September 1 marks the start of my 25th year teaching middle school. In two different districts and three different middle schools, highly qualified ceritification, standards, benchmarking, and state testing, one thing has been constant: work family. Each school I’ve been in has focused on creating a work family. Sometimes, the family is more dysfunctional than others, but through it all, we’re there supporting each other. We celebrate the good times, we mourn losses, we hold each other up.
I spend a good chunk of each summer working in an office setting. I always laugh when at some point during the week (usually around 2 PM), cake will come out to celebrate a birthday, and then like prairie dogs (or whack-a-mole) people’s heads start poking out of offices and cubicles, and the word “Cake!” is passed around in hushed tones. What I have noticed, though, is that in this environment (whether it is from first-hand experience or from my husband’s anecdotal evidence) is that it seems that celebration is the only time my office colleagues tend to support each other. I suppose being in a school and being aware that we are role models is one of the reasons we support each other through everything. I suppose the other reason is that teachers are a unique breed of people.
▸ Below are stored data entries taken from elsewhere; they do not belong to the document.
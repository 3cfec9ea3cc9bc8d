use std::path::PathBuf;

use thiserror::Error;

/// Non-fatal conditions reported by the data layer.
///
/// None of these stop the process. The loader pairs them with an empty
/// table, the filter engine with the unfiltered view.
#[derive(Debug, Clone, PartialEq, Error)]
pub enum DashboardError {
    #[error("data file not found: {}", path.display())]
    DataSourceMissing { path: PathBuf },

    #[error("failed to load {}: {reason}", path.display())]
    DataLoadFailure { path: PathBuf, reason: String },

    #[error("filter could not be evaluated: {0}")]
    FilterFailure(String),

    #[error("export failed: {0}")]
    Export(String),
}

impl DashboardError {
    pub fn load_failure(path: impl Into<PathBuf>, reason: impl std::fmt::Display) -> Self {
        DashboardError::DataLoadFailure {
            path: path.into(),
            reason: reason.to_string(),
        }
    }
}
/// Median return on investment in percent.
///
/// Only rows with `budget >= MIN_VALID_BUDGET` and a positive gross count;
/// zero budgets mean "unknown" and never enter the ratio.
pub fn roi_summary(view: &MovieView<'_>) -> Option<f64> {
    let mut ratios: Vec<f64> = view
        .iter()
        .filter(|m| m.budget >= MIN_VALID_BUDGET && m.gross > 0.0)
        .map(|m| (m.gross - m.budget) / m.budget)
        .collect();
    median(&mut ratios).map(|r| r * 100.0)
}

/// Median of `values` (sorted in place); `None` when empty.
pub fn median(values: &mut [f64]) -> Option<f64> {
    values.sort_by(f64::total_cmp);
    quantile(values, 0.5)
}

/// Linearly interpolated quantile of already sorted values.
pub fn quantile(sorted: &[f64], q: f64) -> Option<f64> {
    if sorted.is_empty() {
        return None;
    }
    let pos = q.clamp(0.0, 1.0) * (sorted.len() - 1) as f64;
    let lo = pos.floor() as usize;
    let hi = pos.ceil() as usize;
    let frac = pos - lo as f64;
    Some(sorted[lo] + (sorted[hi] - sorted[lo]) * frac)
}

// ---------------------------------------------------------------------------
// Most frequent value
// ---------------------------------------------------------------------------

/// The most common value across the given columns, read column by column.
///
/// The `genres` column contributes one value per genre name. Ties go to
/// the value seen first.
pub fn most_frequent(view: &MovieView<'_>, columns: &[&str]) -> Option<String> {
    let mut counts: IndexMap<Cow<'_, str>, usize> = IndexMap::new();
    for &col in columns {
        for movie in view.iter() {
            if col == GENRES {
                for genre in movie.genre_tokens() {
                    *counts.entry(Cow::Borrowed(genre)).or_default() += 1;
                }
            } else if let Some(value) = movie.field_text(col) {
                *counts.entry(value).or_default() += 1;
            }
        }
    }
    first_max(counts).map(Cow::into_owned)
}

/// Highest count, earliest insertion on ties.
fn first_max<K>(counts: IndexMap<K, usize>) -> Option<K> {
    let mut best: Option<(K, usize)> = None;
    for (key, n) in counts {
        let better = match &best {
            None => true,
            Some((_, top)) => n > *top,
        };
        if better {
            best = Some((key, n));
        }
    }
    best.map(|(key, _)| key)
}

// ---------------------------------------------------------------------------
// Yearly trend
// ---------------------------------------------------------------------------

#[derive(Debug, Clone, PartialEq)]
pub struct YearlyPoint {
    pub year: i32,
    pub mean_budget: f64,
    pub mean_gross: f64,
}

/// Mean budget and gross per release year, ascending, unknown year excluded.
pub fn yearly_trend(view: &MovieView<'_>) -> Vec<YearlyPoint> {
    let mut groups: BTreeMap<i32, (f64, f64, usize)> = BTreeMap::new();
    for m in view.iter().filter(|m| m.title_year != UNKNOWN_YEAR) {
        let entry = groups.entry(m.title_year).or_default();
        entry.0 += m.budget;
        entry.1 += m.gross;
        entry.2 += 1;
    }
    groups
        .into_iter()
        .map(|(year, (budget, gross, n))| YearlyPoint {
            year,
            mean_budget: budget / n as f64,
            mean_gross: gross / n as f64,
        })
        .collect()
}

// ---------------------------------------------------------------------------
// Genre distribution
// ---------------------------------------------------------------------------

/// One (movie, genre) pair after splitting the genre list.
#[derive(Debug, Clone, PartialEq)]
pub struct GenreObservation {
    pub genre: String,
    /// Index into the table's movies.
    pub row: usize,
}

#[derive(Debug, Clone, Default, PartialEq)]
pub struct GenreDistribution {
    /// Retained genres with their observation counts, most frequent first.
    pub genres: Vec<(String, usize)>,
    /// Observations whose genre is among `genres`, in view order.
    pub observations: Vec<GenreObservation>,
}

/// Explode genre lists and keep the `top_n` most frequent genres.
///
/// A movie tagged `Action|Drama` counts once for each genre. Ties keep the
/// genre encountered first.
pub fn genre_distribution(view: &MovieView<'_>, top_n: usize) -> GenreDistribution {
    let exploded: Vec<(&str, usize)> = view
        .rows()
        .iter()
        .flat_map(|&row| {
            view.table().movies[row]
                .genre_tokens()
                .map(move |g| (g, row))
        })
        .collect();

    let mut counts: IndexMap<&str, usize> = IndexMap::new();
    for (genre, _) in &exploded {
        *counts.entry(*genre).or_default() += 1;
    }
    let mut ranked: Vec<(&str, usize)> = counts.into_iter().collect();
    // Stable sort keeps first-encountered order among equal counts.
    ranked.sort_by(|a, b| b.1.cmp(&a.1));
    ranked.truncate(top_n);

    let keep: BTreeSet<&str> = ranked.iter().map(|(g, _)| *g).collect();
    let observations = exploded
        .into_iter()
        .filter(|(g, _)| keep.contains(g))
        .map(|(g, row)| GenreObservation {
            genre: g.to_string(),
            row,
        })
        .collect();

    GenreDistribution {
        genres: ranked
            .into_iter()
            .map(|(g, n)| (g.to_string(), n))
            .collect(),
        observations,
    }
}

// ---------------------------------------------------------------------------
// Score histogram and scatter
// ---------------------------------------------------------------------------

#[derive(Debug, Clone, PartialEq)]
pub struct HistogramBin {
    pub start: f64,
    pub end: f64,
    pub count: usize,
}

/// Equal-width histogram of IMDB scores between the observed min and max.
/// The last bin is closed on the right.
pub fn score_histogram(view: &MovieView<'_>, bins: usize) -> Vec<HistogramBin> {
    let scores: Vec<f64> = view.iter().map(|m| m.imdb_score).collect();
    if bins == 0 || scores.is_empty() {
        return Vec::new();
    }
    let min = scores.iter().copied().fold(f64::INFINITY, f64::min);
    let max = scores.iter().copied().fold(f64::NEG_INFINITY, f64::max);
    let width = (max - min) / bins as f64;
    if width <= f64::EPSILON {
        return vec![HistogramBin {
            start: min - 0.5,
            end: min + 0.5,
            count: scores.len(),
        }];
    }

    let mut out: Vec<HistogramBin> = (0..bins)
        .map(|i| HistogramBin {
            start: min + width * i as f64,
            end: min + width * (i + 1) as f64,
            count: 0,
        })
        .collect();
    for s in scores {
        let idx = (((s - min) / width) as usize).min(bins - 1);
        out[idx].count += 1;
    }
    out
}

#[derive(Debug, Clone, PartialEq)]
pub struct ScatterPoint {
    pub title: String,
    pub budget: f64,
    pub gross: f64,
    pub imdb_score: f64,
}

/// Budget/gross pairs for a log-log scatter; rows with a non-positive
/// budget or gross cannot be placed on a log axis and are skipped.
pub fn budget_gross_points(view: &MovieView<'_>) -> Vec<ScatterPoint> {
    view.iter()
        .filter(|m| m.budget > 0.0 && m.gross > 0.0)
        .map(|m| ScatterPoint {
            title: m.title.clone(),
            budget: m.budget,
            gross: m.gross,
            imdb_score: m.imdb_score,
        })
        .collect()
}

// ---------------------------------------------------------------------------
// Sidebar option lists
// ---------------------------------------------------------------------------

/// Smallest and largest known release year.
pub fn year_bounds(table: &MovieTable) -> Option<(i32, i32)> {
    let years = table
        .movies
        .iter()
        .map(|m| m.title_year)
        .filter(|&y| y != UNKNOWN_YEAR);
    years.fold(None, |acc, y| match acc {
        None => Some((y, y)),
        Some((lo, hi)) => Some((lo.min(y), hi.max(y))),
    })
}

/// [`ALL`] followed by every genre name, sorted.
pub fn genre_options(table: &MovieTable) -> Vec<String> {
    let names: BTreeSet<&str> = table.movies.iter().flat_map(|m| m.genre_tokens()).collect();
    with_all(names)
}

/// [`ALL`] followed by every name from the three actor columns, sorted.
pub fn actor_options(table: &MovieTable) -> Vec<String> {
    let names: BTreeSet<&str> = table
        .movies
        .iter()
        .flat_map(|m| m.actors.iter().map(String::as_str))
        .collect();
    with_all(names)
}

fn with_all(names: BTreeSet<&str>) -> Vec<String> {
    std::iter::once(ALL)
        .chain(names)
        .map(str::to_string)
        .collect()
}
This summer more than others I’ve been thinking about what it means to be family. As colleagues and I supported a faculty member through the loss of her husband, the weight of her family’s loss has weighed heavily on me. I was privileged to sit with her family following the loss of her husband. I watched her 15 year old son and 18 year old daughter start to navigate this loss. Her son found he had another family (and source of support) with a close friend, the friend’s parents, and his football coach. Her daughter has relied upon her friends as another source of support, and as she begins college in a few weeks, she’ll begin to find her college family.
Part of being an adolescent is forging an identity separate from your parents. It’s normal. Countless YA novels focus on finding identity as a theme. You could probably go back through any book mentioned on the blog and find identity as a theme. The current group of books I’m reading is no exception.
I recently finished Mr. 60% by Clete Barrett Smith. The novel’s protagonist, Matt Nolan, is also the high school drug dealer. He is dubbed Mr. 60% by his guidance counselor because Matt does just enough to get pass. Failing out would cause him to lose his client base.
The novel’s tone is dark, and I really wanted to dislike Matt. Except I couldn’t. Matt reminds us that there is more than one side to a story, and not everything is what it seems. Had any adult in Matt’s life taking the time to remember this, life might have been easier for Matt. However, they don’t.
What the reader quickly learns is that Matt is selling drugs in order to take care of his uncle Jack. Jack is dying from cancer, and the money Matt makes from dealing pays the rent, buys food, and helps Matt get pain meds for his uncle.
Matt doesn’t do all this simply because Jack is his family. Matt does this because Jack is the one person in Matt’s life he has been able to count on. Despite where the state said Matt should live, Matt and Jack chose each other to be family.
Matt is handling things well until the school board decides that every student needs to have participated in an extra-curricular activity in order to graduate. Matt’s counselor is able to secure a spot for Matt in the Helping Hands club, where he meets Amanda. Through his relationship with Amanda, Matt once again learns what it means be able to choose your family.
Despite knowing where the book is headed and the ultimate outcome, it is a book that is gripping simply because of the “realness” of the relationships.
Carole King writes, “People can be so cold./They’ll hurt you and desert you. Well, they’ll take your soul if you let them,/oh yeah, but don’t you let them.” In the novel, Mr. Gill, Matt’s vice principal and nemesis, definitely is out for Matt’s soul, as are many others. It’s Amanda, Jack, Mr. Nash, and even Officer Hershey who look out for Matt and guide him on his way, much the way a nuclear family should. They are a support for him, and in the end, he learns what it means to be a family.
And when I think about my tenure in middle school, the same rings true. King’s lines ring true. Teaching is not for the weak of heart. And that’s why we should be so lucky to have our work family to support us through tough times and not just eat cake with us on our birthday.